REV. DANIEL ROHAN The Lord's Prayer: the spiritual equalizer
A young boy is in trouble. His parents are frantic. They have tried to get help from their families, their friends, even the legal authorities. These people have tried to help, but nothing seems to work. There is only one place left for them to go: "The Equalizer."
Have you ever wished there really was an equalizer? Apparently many people have, because a TV program was written about one. Of course, that was fiction. There really isn't a person called "The Equalizer."
In our Christian life, too, we often get overwhelmed. We know how we should live, and we try so hard to live that way. But every time we turn around, things are pulling us away from God.
Even St. Paul seems to have experienced this. In Romans 7, he says, "For the good that I wish, I do not do; but I practice the very evil that I do not wish."
Why is it we seem unable to keep our Christian life running the way it should? What takes our spiritual eyes off the Holy Trinity? Each of us has a different set of reasons. In school we have peer pressure, countless hours of study, not to mention class time and worry about grades. A young parent has mounds of dirty diapers, dirty dishes piled to the ceiling and crying children. At the office we have irritable co-workers, unreasonable bosses, ringing telephones and overdue projects. Can anyone doubt our need for a spiritual equalizer?
Spiritual strategy
Fortunately, this equalizer is not fiction. It is something we can truly utilize to bring the Holy Trinity back into focus.
This equalizer is the Lord's Prayer. The Orthodox saint Maximus the Confessor tells us that this prayer contains the whole purpose and aim of our life. He says, "The prayer includes petitions for everything that the Divine Word effected through His self-emptying in the Incarnation, and it teaches us to strive for those blessings of which the true provider is God the Father alone through the natural mediation of the Son in the Holy Spirit."
He also says that of the mysteries God has granted to us, seven are of general significance. "And it is these whose power, as I have said, lies hidden within the Lord's Prayer."
First, the prayer speaks of the Father, his name and his kingdom, so that right from beginning we are taught to revere, invoke and worship the Trinity.
Second, the prayer shows us the person who prays is by grace a son of the Father.

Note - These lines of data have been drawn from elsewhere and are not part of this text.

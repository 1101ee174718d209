use async_trait::async_trait;

use booktime_core::{AddressFields, AddressId, UserId};

use super::PgStore;
use crate::db::{AddressStore, RepositoryError, map_write_error};
use crate::models::Address;

const ADDRESS_COLUMNS: &str = "id, user_id, name, address1, address2, zip_code, city, country";

#[async_trait]
impl AddressStore for PgStore {
    async fn list_addresses(&self, user: Option<UserId>) -> Result<Vec<Address>, RepositoryError> {
        let sql = format!(
            "SELECT {ADDRESS_COLUMNS} FROM storefront.address
             WHERE ($1::int4 IS NULL OR user_id = $1)
             ORDER BY id"
        );
        let addresses = sqlx::query_as(&sql)
            .bind(user)
            .fetch_all(&self.pool)
            .await?;
        Ok(addresses)
    }

    async fn get_address(
        &self,
        user: UserId,
        id: AddressId,
    ) -> Result<Option<Address>, RepositoryError> {
        let sql = format!(
            "SELECT {ADDRESS_COLUMNS} FROM storefront.address WHERE id = $1 AND user_id = $2"
        );
        let address = sqlx::query_as(&sql)
            .bind(id)
            .bind(user)
            .fetch_optional(&self.pool)
            .await?;
        Ok(address)
    }

    async fn create_address(
        &self,
        user: UserId,
        fields: &AddressFields,
    ) -> Result<Address, RepositoryError> {
        let sql = format!(
            "INSERT INTO storefront.address (user_id, name, address1, address2, zip_code, city, country)
             VALUES ($1, $2, $3, $4, $5, $6, $7)
             RETURNING {ADDRESS_COLUMNS}"
        );
        sqlx::query_as(&sql)
            .bind(user)
            .bind(&fields.name)
            .bind(&fields.address1)
            .bind(&fields.address2)
            .bind(&fields.zip_code)
            .bind(&fields.city)
            .bind(fields.country)
            .fetch_one(&self.pool)
            .await
            .map_err(|e| map_write_error(e, "address"))
    }

    async fn update_address(
        &self,
        user: UserId,
        id: AddressId,
        fields: &AddressFields,
    ) -> Result<Address, RepositoryError> {
        let sql = format!(
            "UPDATE storefront.address SET
                 name = $3, address1 = $4, address2 = $5,
                 zip_code = $6, city = $7, country = $8
             WHERE id = $1 AND user_id = $2
             RETURNING {ADDRESS_COLUMNS}"
        );
        sqlx::query_as(&sql)
            .bind(id)
            .bind(user)
            .bind(&fields.name)
            .bind(&fields.address1)
            .bind(&fields.address2)
            .bind(&fields.zip_code)
            .bind(&fields.city)
            .bind(fields.country)
            .fetch_optional(&self.pool)
            .await?
            .ok_or(RepositoryError::NotFound)
    }

    async fn delete_address(&self, user: UserId, id: AddressId) -> Result<(), RepositoryError> {
        let result = sqlx::query("DELETE FROM storefront.address WHERE id = $1 AND user_id = $2")
            .bind(id)
            .bind(user)
            .execute(&self.pool)
            .await?;

        if result.rows_affected() == 0 {
            return Err(RepositoryError::NotFound);
        }
        Ok(())
    }
}
//! Back-office baskets, orders and order lines.
//!
//! Dispatchers only ever see paid orders; anything else reads as missing.

use axum::{
    Json,
    extract::{Path, Query, State},
};
use serde::Deserialize;
use serde_json::Value;
use tracing::instrument;

use booktime_core::access::Resource;
use booktime_core::{AddressFields, BasketStatus, OrderId, OrderLineId, OrderLineStatus, OrderStatus};

use super::{checked_write, ensure_visible, order_scope, redact, redact_all};
use crate::error::AppError;
use crate::middleware::RequireStaff;
use crate::models::{OrderDetail, OrderFilter, OrderLineFilter, OrderUpdate};
use crate::services::fulfillment;
use crate::state::AppState;

/// Status filter for listings.
#[derive(Debug, Deserialize)]
pub struct StatusQuery<S> {
    pub status: Option<S>,
}

/// Body of a status change.
#[derive(Debug, Deserialize)]
pub struct StatusForm<S> {
    pub status: S,
}

fn validated_snapshot(fields: Option<AddressFields>) -> Result<Option<AddressFields>, AppError> {
    fields
        .map(AddressFields::validated)
        .transpose()
        .map_err(|e| AppError::BadRequest(e.to_string()))
}

// =============================================================================
// Baskets
// =============================================================================

/// Baskets with their item counts, newest first.
#[instrument(skip(state, staff))]
pub async fn baskets(
    State(state): State<AppState>,
    RequireStaff(staff): RequireStaff,
    Query(query): Query<StatusQuery<BasketStatus>>,
) -> Result<Json<Vec<Value>>, AppError> {
    ensure_visible(&staff, Resource::Basket)?;
    let baskets = state.store().list_baskets(query.status).await?;
    Ok(Json(redact_all(staff.role, Resource::Basket, &baskets)?))
}

// =============================================================================
// Orders
// =============================================================================

#[instrument(skip(state, staff))]
pub async fn orders(
    State(state): State<AppState>,
    RequireStaff(staff): RequireStaff,
    Query(query): Query<StatusQuery<OrderStatus>>,
) -> Result<Json<Vec<Value>>, AppError> {
    ensure_visible(&staff, Resource::Order)?;
    let filter = OrderFilter {
        scope: order_scope(staff.role),
        status: query.status,
        user: None,
    };
    let orders = state.store().list_orders(&filter).await?;
    Ok(Json(redact_all(staff.role, Resource::Order, &orders)?))
}

/// One order with its lines.
#[instrument(skip(state, staff))]
pub async fn order(
    State(state): State<AppState>,
    RequireStaff(staff): RequireStaff,
    Path(id): Path<OrderId>,
) -> Result<Json<Value>, AppError> {
    ensure_visible(&staff, Resource::Order)?;
    let order = state
        .store()
        .get_order(id, order_scope(staff.role))
        .await?
        .ok_or_else(|| AppError::NotFound(format!("Order {id}")))?;
    let lines = state.store().order_lines(order.id).await?;
    let detail = OrderDetail { order, lines };
    Ok(Json(redact(staff.role, Resource::Order, &detail)?))
}

/// Edit an order's status or either address snapshot.
#[instrument(skip(state, staff, body))]
pub async fn update_order(
    State(state): State<AppState>,
    RequireStaff(staff): RequireStaff,
    Path(id): Path<OrderId>,
    Json(body): Json<Value>,
) -> Result<Json<Value>, AppError> {
    ensure_visible(&staff, Resource::Order)?;
    let OrderUpdate {
        status,
        billing,
        shipping,
    } = checked_write(&staff, Resource::Order, body)?;
    let update = OrderUpdate {
        status,
        billing: validated_snapshot(billing)?,
        shipping: validated_snapshot(shipping)?,
    };

    if state
        .store()
        .get_order(id, order_scope(staff.role))
        .await?
        .is_none()
    {
        return Err(AppError::NotFound(format!("Order {id}")));
    }

    let order = state.store().update_order(id, &update).await?;
    tracing::info!(order_id = %order.id, changed_by = %staff.user.id, "Order updated");
    Ok(Json(redact(staff.role, Resource::Order, &order)?))
}

/// Set an order's status, e.g. mark it paid once payment is confirmed.
#[instrument(skip(state, staff, body))]
pub async fn set_order_status(
    State(state): State<AppState>,
    RequireStaff(staff): RequireStaff,
    Path(id): Path<OrderId>,
    Json(body): Json<Value>,
) -> Result<Json<Value>, AppError> {
    ensure_visible(&staff, Resource::Order)?;
    let form: StatusForm<OrderStatus> = checked_write(&staff, Resource::Order, body)?;
    let order = fulfillment::set_order_status(state.store(), id, form.status).await?;
    tracing::info!(order_id = %order.id, status = %order.status, changed_by = %staff.user.id, "Order status set");
    Ok(Json(redact(staff.role, Resource::Order, &order)?))
}

// =============================================================================
// Order lines
// =============================================================================

#[instrument(skip(state, staff))]
pub async fn order_lines(
    State(state): State<AppState>,
    RequireStaff(staff): RequireStaff,
    Query(filter): Query<OrderLineFilter>,
) -> Result<Json<Vec<Value>>, AppError> {
    ensure_visible(&staff, Resource::OrderLine)?;
    let filter = OrderLineFilter {
        scope: order_scope(staff.role),
        ..filter
    };
    let lines = state.store().list_order_lines(&filter).await?;
    Ok(Json(redact_all(staff.role, Resource::OrderLine, &lines)?))
}

/// Move one line along; the order follows once no line is pending.
#[instrument(skip(state, staff, body))]
pub async fn set_line_status(
    State(state): State<AppState>,
    RequireStaff(staff): RequireStaff,
    Path(id): Path<OrderLineId>,
    Json(body): Json<Value>,
) -> Result<Json<Value>, AppError> {
    ensure_visible(&staff, Resource::OrderLine)?;
    let form: StatusForm<OrderLineStatus> = checked_write(&staff, Resource::OrderLine, body)?;
    let line =
        fulfillment::set_line_status(state.store(), id, form.status, order_scope(staff.role))
            .await?;
    Ok(Json(redact(staff.role, Resource::OrderLine, &line)?))
}
//! BookTime storefront - shop, back office and fulfillment API.
//!
//! This binary serves every HTTP surface on one port (3000 by default).
//!
//! # Architecture
//!
//! - Axum web framework with JSON handlers
//! - `PostgreSQL` for the catalog, baskets, orders and accounts
//! - `PostgreSQL`-backed sessions for shoppers and staff
//! - SMTP (or a log-only mailer) for signup and contact-form email
//!
//! Migrations are not run on startup; use `bt-cli migrate`.

#![cfg_attr(not(test), forbid(unsafe_code))]

use std::net::SocketAddr;
use std::sync::Arc;

use sentry::integrations::tracing as sentry_tracing;
use tower_sessions_sqlx_store::PostgresStore;
use tracing_subscriber::{layer::SubscriberExt, util::SubscriberInitExt};

use booktime_storefront::config::StorefrontConfig;
use booktime_storefront::db::{self, PgStore};
use booktime_storefront::services::email::Mailer;
use booktime_storefront::state::AppState;

/// Initialize Sentry error tracking and return guard that must be kept alive.
fn init_sentry(config: &StorefrontConfig) -> Option<sentry::ClientInitGuard> {
    let dsn = config.sentry_dsn.as_ref()?;

    let guard = sentry::init((
        dsn.as_str(),
        sentry::ClientOptions {
            release: sentry::release_name!(),
            environment: Some(std::borrow::Cow::Owned(config.sentry_environment.clone())),
            attach_stacktrace: true,
            ..Default::default()
        },
    ));

    tracing::info!("Sentry initialized");
    Some(guard)
}

/// Filter tracing events to Sentry event types.
fn sentry_event_filter(metadata: &tracing::Metadata<'_>) -> sentry_tracing::EventFilter {
    match *metadata.level() {
        tracing::Level::ERROR | tracing::Level::WARN => sentry_tracing::EventFilter::Event,
        tracing::Level::INFO | tracing::Level::DEBUG => sentry_tracing::EventFilter::Breadcrumb,
        _ => sentry_tracing::EventFilter::Ignore,
    }
}

#[tokio::main]
async fn main() -> Result<(), Box<dyn std::error::Error>> {
    // Load configuration from environment (needed for Sentry init)
    let config = StorefrontConfig::from_env()?;

    // Initialize Sentry (must be done before tracing subscriber)
    let _sentry_guard = init_sentry(&config);

    // Defaults to info level for our crate if RUST_LOG is not set
    let env_filter = tracing_subscriber::EnvFilter::try_from_default_env()
        .unwrap_or_else(|_| "booktime_storefront=info,tower_http=debug".into());

    tracing_subscriber::registry()
        .with(env_filter)
        .with(tracing_subscriber::fmt::layer())
        .with(sentry_tracing::layer().event_filter(sentry_event_filter))
        .init();

    let pool = db::create_pool(&config.database_url).await?;
    tracing::info!("Database pool created");

    let mailer = Mailer::from_config(&config.email)?;
    let state = AppState::new(
        Arc::new(PgStore::new(pool.clone())),
        mailer,
        config.email.customer_service_address.clone(),
    );

    // The sessions table is created by `bt-cli migrate`
    let session_store = PostgresStore::new(pool);

    let app = booktime_storefront::app(state, session_store, config.app_options())
        // Sentry layers (outermost for full request coverage)
        .layer(sentry_tower::NewSentryLayer::new_from_top())
        .layer(sentry_tower::SentryHttpLayer::new().enable_transaction());

    let addr = config.socket_addr();
    tracing::info!("storefront listening on {}", addr);

    let listener = tokio::net::TcpListener::bind(addr).await?;
    // Peer addresses key the rate limits when no proxy header is present
    axum::serve(
        listener,
        app.into_make_service_with_connect_info::<SocketAddr>(),
    )
        .with_graceful_shutdown(shutdown_signal())
        .await?;

    Ok(())
}

/// Wait for shutdown signal (Ctrl+C or SIGTERM).
async fn shutdown_signal() {
    let ctrl_c = async {
        if let Err(e) = tokio::signal::ctrl_c().await {
            tracing::error!(error = %e, "Failed to install Ctrl+C handler");
            std::future::pending::<()>().await;
        }
    };

    #[cfg(unix)]
    let terminate = async {
        match tokio::signal::unix::signal(tokio::signal::unix::SignalKind::terminate()) {
            Ok(mut signal) => {
                signal.recv().await;
            }
            Err(e) => {
                tracing::error!(error = %e, "Failed to install SIGTERM handler");
                std::future::pending::<()>().await;
            }
        }
    };

    #[cfg(not(unix))]
    let terminate = std::future::pending::<()>();

    tokio::select! {
        () = ctrl_c => {},
        () = terminate => {},
    }

    tracing::info!("Shutdown signal received, starting graceful shutdown");
}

Next is a petition that those in heaven and those on earth may be united in one will, the will of God.
The prayer then tells us to ask for our daily bread. This is a twofold request. Primarily this refers to spiritual food. The Lord allows us to participate in his divine life by making himself our food in the Eucharist. Of course, we are also asking for our daily needs.
Reconciliation and sin
Then we learn that people should be reconciled with one another through forgiveness. When we forgive and are forgiven, we are no longer split apart by differences of will and purpose but are united through reconciliation.
Now we pray that we do not enter into temptation, for to do so is the law of sin.
Then the prayer encourages us to ask for deliverance from the evil one.
St. Maximus says that through the words of the Lord's Prayer, God has revealed to us all the hidden treasures of wisdom and knowledge that exist in him. This in itself is a good reason to say this prayer, but he goes on to say, "in all who offer this prayer He kindles the desire to enjoy such treasures."
Now that we have emphasized we have a spiritual equalizer, the Lord's Prayer, the next question is, how does this equalizer keep our Christian life headed in the right direction?
Imagine a huge, immovable boulder on the edge of a lake. Out in the water is a small boat tied to the boulder by a rope. If someone in the boat pulls on the rope, what happens? The answer is obvious. Now God is the boulder and the Lord's Prayer is the rope. By pulling on this rope, so to speak, one can through faith pull himself toward God.
How often throughout the day should we utilize the equalizer? Church tradition encourages us to do so at least seven times a day. Does that sound easy? It's not. But this certainly should be our goal. The Lord's Prayer could be prayed before we go to sleep at night, when we wake up in the morning and before each meal. That's five times already!
I do not know how successful "The Equalizer" on TV would have been in the real world. I do know, however, how successful our spiritual equalizer can be. The lives of the saints show how well it works. We also have been instructed by our Lord to pray this way.
Do you need a spiritual equalizer? This one is a sure thing. We have God's promise on it!
XThe Rev. Daniel Rohan is pastor at St. Mark Orthodox Church in Liberty.